The next generation needs the forsight to redefine luxury so that they become the entrepreneurs of tomorrow, says Massimo Casagrande, Director of Education at the Istituto Marangoni Miami.
‘…I believe the children are our future, teach them well and let them lead the way…’ sang George Benson in 1977. Although achieving moderate success in the R&B charts, it wasn’t until eight years later, by introducing a Yamaha DX7 Electric Piano and sung by 22 year old Whitney Houston that the song topped the charts, peaking at number one in many countries.
The younger generation has always had a knack of taking something old and transforming it into something new and disrupting the familiar.
Benson’s and Houston’s lines do ring true; children are our future and we need to teach them well so they can lead the way. As educators, we consider ourselves to be fashion facilitators; the bridge between the educational world and the industry. It is our role to prepare the next generation to be ready and to understand what the future holds for the luxury sector.
In this ever-shifting climate, one of our biggest challenges is to identify what it means to be a luxury brand. How do we redefine craftmanship, artistry, and customization in this digital age?
Millennials are becoming the biggest generation ever, overtaking the baby boomers. According to a report by Deloitte, by 2025 Millennials and Generation Z will be more than 40 percent of the overall luxury goods market. They are a consumer group that interacts with brands across a multiple range of digital platforms, ignoring traditional channels, and disrupting the norm.
Disruption is a term we have come to hear and use a lot of late. We have disrupted markets, attitudes, business models, and ways of thinking. We need to adapt our curriculum to teach students the necessary skills needed when facing this disruptive change and adapting it to a changing luxury market. The modern consumer is moving away from the omni-channel luxury and is craving a more omni-personal luxury approach from the brand; expecting a high-value, customized experience.

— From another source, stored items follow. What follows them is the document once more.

//! Transaction deletion endpoint.

use axum::{
    extract::State,
    http::StatusCode,
};

use crate::{
    Error,
    db::lock_connection,
    extract::Path,
    transaction::{TransactionId, TransactionState, delete_transaction},
};

/// Handle transaction deletion.
pub async fn delete_transaction_endpoint(
    Path(transaction_id): Path<TransactionId>,
    State(state): State<TransactionState>,
) -> Result<StatusCode, Error> {
    let connection = lock_connection(&state.db_connection)?;

    delete_transaction(transaction_id, &connection).inspect_err(|error| {
        tracing::warn!("Could not delete transaction {transaction_id}: {error}")
    })?;

    Ok(StatusCode::NO_CONTENT)
}
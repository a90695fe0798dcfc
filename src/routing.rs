//! Application router configuration.

use axum::{Router, routing::get};

use crate::{
    AppState, Error,
    category::{
        create_category_endpoint, delete_category_endpoint, get_category_endpoint,
        list_categories_endpoint, partial_update_category_endpoint, update_category_endpoint,
    },
    currency::{
        create_currency_endpoint, delete_currency_endpoint, get_currency_endpoint,
        list_currencies_endpoint, partial_update_currency_endpoint, update_currency_endpoint,
    },
    endpoints,
    product::{
        create_product_endpoint, delete_product_endpoint, get_product_endpoint,
        list_products_endpoint, partial_update_product_endpoint, update_product_endpoint,
    },
    transaction::{
        create_transaction_endpoint, delete_transaction_endpoint, get_transaction_endpoint,
        list_transactions_endpoint, partial_update_transaction_endpoint,
        update_transaction_endpoint,
    },
};

/// Return a router with all the app's routes.
pub fn build_router(state: AppState) -> Router {
    Router::new()
        .route(
            endpoints::PRODUCTS,
            get(list_products_endpoint).post(create_product_endpoint),
        )
        .route(
            endpoints::PRODUCT,
            get(get_product_endpoint)
                .put(update_product_endpoint)
                .patch(partial_update_product_endpoint)
                .delete(delete_product_endpoint),
        )
        .route(
            endpoints::CATEGORIES,
            get(list_categories_endpoint).post(create_category_endpoint),
        )
        .route(
            endpoints::CATEGORY,
            get(get_category_endpoint)
                .put(update_category_endpoint)
                .patch(partial_update_category_endpoint)
                .delete(delete_category_endpoint),
        )
        .route(
            endpoints::CURRENCIES,
            get(list_currencies_endpoint).post(create_currency_endpoint),
        )
        .route(
            endpoints::CURRENCY,
            get(get_currency_endpoint)
                .put(update_currency_endpoint)
                .patch(partial_update_currency_endpoint)
                .delete(delete_currency_endpoint),
        )
        .route(
            endpoints::TRANSACTIONS,
            get(list_transactions_endpoint).post(create_transaction_endpoint),
        )
        .route(
            endpoints::TRANSACTION,
            get(get_transaction_endpoint)
                .put(update_transaction_endpoint)
                .patch(partial_update_transaction_endpoint)
                .delete(delete_transaction_endpoint),
        )
        .fallback(get_404_not_found)
        .with_state(state)
}

async fn get_404_not_found() -> Error {
    Error::NotFound
}
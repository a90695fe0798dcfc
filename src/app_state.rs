//! Implements a struct that holds the state of the REST server.

use std::sync::{Arc, Mutex};

use rusqlite::Connection;

use crate::{Error, db::initialize, transaction::PaymentGateway};

/// The default prefix for the payment links of transactions.
pub const DEFAULT_LINK_BASE_URL: &str = "http://127.0.0.1:8000";

/// The state of the REST server.
#[derive(Debug, Clone)]
pub struct AppState {
    /// The database connection
    pub db_connection: Arc<Mutex<Connection>>,

    /// The gateway that issues payment intents for new transactions.
    pub payment_gateway: Arc<dyn PaymentGateway>,

    /// The scheme and host that payment links are built from, e.g. "https://shop.example.com".
    pub link_base_url: String,
}

impl AppState {
    /// Create a new [AppState] with a SQLite database connection.
    ///
    /// This function will initialize the database by adding the tables for the domain models.
    ///
    /// # Errors
    /// Returns an error if the database cannot be initialized.
    pub fn new(
        db_connection: Connection,
        payment_gateway: Arc<dyn PaymentGateway>,
        link_base_url: &str,
    ) -> Result<Self, Error> {
        initialize(&db_connection)?;

        Ok(Self {
            db_connection: Arc::new(Mutex::new(db_connection)),
            payment_gateway,
            link_base_url: link_base_url.trim_end_matches('/').to_owned(),
        })
    }
}
//! Currency listing and retrieval endpoints.

use axum::{
    Json,
    extract::State,
};

use crate::{
    Error,
    currency::{Currency, CurrencyId, CurrencyState, get_all_currencies, get_currency},
    db::lock_connection,
    extract::Path,
};

/// List every currency.
pub async fn list_currencies_endpoint(
    State(state): State<CurrencyState>,
) -> Result<Json<Vec<Currency>>, Error> {
    let connection = lock_connection(&state.db_connection)?;

    get_all_currencies(&connection).map(Json)
}

/// Retrieve a single currency.
pub async fn get_currency_endpoint(
    Path(currency_id): Path<CurrencyId>,
    State(state): State<CurrencyState>,
) -> Result<Json<Currency>, Error> {
    let connection = lock_connection(&state.db_connection)?;

    get_currency(currency_id, &connection).map(Json)
}
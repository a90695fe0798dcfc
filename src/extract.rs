//! Extractors that reject requests with the crate's JSON errors.

use axum::extract::FromRequestParts;

use crate::Error;

/// A path parameter, e.g. the `{product_id}` in '/api/product/{product_id}/'.
///
/// A parameter that does not parse, such as a non-numeric ID, cannot name an
/// existing record and is answered with [Error::NotFound].
#[derive(Debug, FromRequestParts)]
#[from_request(via(axum::extract::Path), rejection(Error))]
pub struct Path<T>(pub T);
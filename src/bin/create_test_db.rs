use std::error::Error;
use std::path::Path;
use std::process::exit;

use clap::Parser;
use rusqlite::Connection;

use storefront_rs::{
    NewCategory, NewCurrency, NewProduct, NewTransaction, SimulatedGateway, create_category,
    create_currency, create_product, create_transaction, initialize_db,
};

/// A utility for creating a test database for the REST API server of storefront_rs.
#[derive(Parser, Debug)]
#[command(version, about, long_about = None)]
struct Args {
    /// File path to save the SQLite database to.
    #[arg(long, short)]
    output_path: String,
}

/// Create and populate a database for manual testing.
fn main() -> Result<(), Box<dyn Error>> {
    let args = Args::parse();

    let output_path = Path::new(&args.output_path);

    match output_path.extension() {
        None => {
            eprintln!("Output path must include a file extension (e.g., 'my_database.db').");
            exit(1);
        }
        Some(extension) if extension.is_empty() => {
            eprintln!("Output path must include a file extension (e.g., 'my_database.db').");
            exit(1);
        }
        _ => {}
    }

    if output_path.is_file() {
        eprintln!("File already exists at {output_path:#?}!");
        exit(1);
    }

    println!("Creating database at {output_path:#?}");
    let conn = Connection::open(output_path)?;

    initialize_db(&conn)?;

    println!("Creating currencies...");
    for (name, code, symbol) in [
        ("New Zealand dollar", "NZD", "$"),
        ("Euro", "EUR", "€"),
        ("Japanese yen", "JPY", "¥"),
    ] {
        create_currency(
            NewCurrency {
                name: name.to_owned(),
                code: code.to_owned(),
                symbol: symbol.to_owned(),
            },
            &conn,
        )?;
    }

    println!("Creating categories and products...");
    let books = create_category(
        NewCategory {
            name: "Books".to_owned(),
            slug: "books".to_owned(),
        },
        &conn,
    )?;
    let games = create_category(
        NewCategory {
            name: "Games".to_owned(),
            slug: "games".to_owned(),
        },
        &conn,
    )?;

    for (category, title, slug, regular_price, discount_price) in [
        (books.id, "The Rust Programming Language", "the-rust-book", 59.95, 49.95),
        (books.id, "Designing Data-Intensive Applications", "ddia", 64.0, 64.0),
        (games.id, "Factorio", "factorio", 35.0, 28.0),
    ] {
        create_product(
            NewProduct {
                category,
                title: title.to_owned(),
                description: String::new(),
                slug: slug.to_owned(),
                regular_price,
                discount_price,
            },
            &conn,
        )?;
    }

    println!("Creating transactions...");
    for (currency, name, email) in [
        ("NZD", "Ada Lovelace", "ada@example.com"),
        ("EUR", "Grace Hopper", "grace@example.com"),
    ] {
        let transaction = create_transaction(
            NewTransaction {
                currency: currency.to_owned(),
                name: name.to_owned(),
                email: email.to_owned(),
                message: None,
            },
            &SimulatedGateway,
            &conn,
        )?;

        println!(
            "Transaction {} has payment intent {:?}",
            transaction.id, transaction.payment_intent_id
        );
    }

    println!("Success!");

    Ok(())
}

We also need to prepare students to understand how the luxury sector needs to change their business models to meet the demand on sustainability. The highlighting of renewable, organic materials and the efforts of impacting less on the environment is crucial. Teaching new business models such as Alpha Growth, successfully implemented by Gucci, is an initiative we can bring to the classroom. In this three-step process luxury brands identify what is choking the brands performance, thereby leading to ‘re-invention’ by considering an outward move to new territories. Collaborating with new markets, influencers, and finally the leverage on new technologies will help brands maintain a competitive advantage.
Focusing on new consumers such as HENRYs (high-earners-not-rich-yet) who are becoming ever important for the luxury sector is imperative. They are better educated, more informed and set the trends that their lower-earning peers will emulate. HENRY millennials approach the luxury market with new ideas of what luxury is and what It means to them; they are the customers that luxury brands need to identify with now in order to nurture future growth.
In the digital age we need to understand and not compromise, but reconsider the brand’s heritage, history and values, and how to convert ‘likes’ into an engaging experience and opportunity for the consumer. Pushing them to reconsider and keep up with the rapid change in new retail technologies will enable luxury brands to engage their consumers in new and innovative ways. This confirms what José Neves, founder and chief executive of the online luxury fashion retailer Farfetch said, that through AI the stores of the future are changing, and we need to consider how people will shop in 5, 10, and 20 years.
So, our main task in the educational world is to get the next generation up and ready to face the fast, ever-changing pace of the industry by giving them the employability skills, confidence and foresight to redefine the luxury market so that they may become the successful entrepreneurs of tomorrow.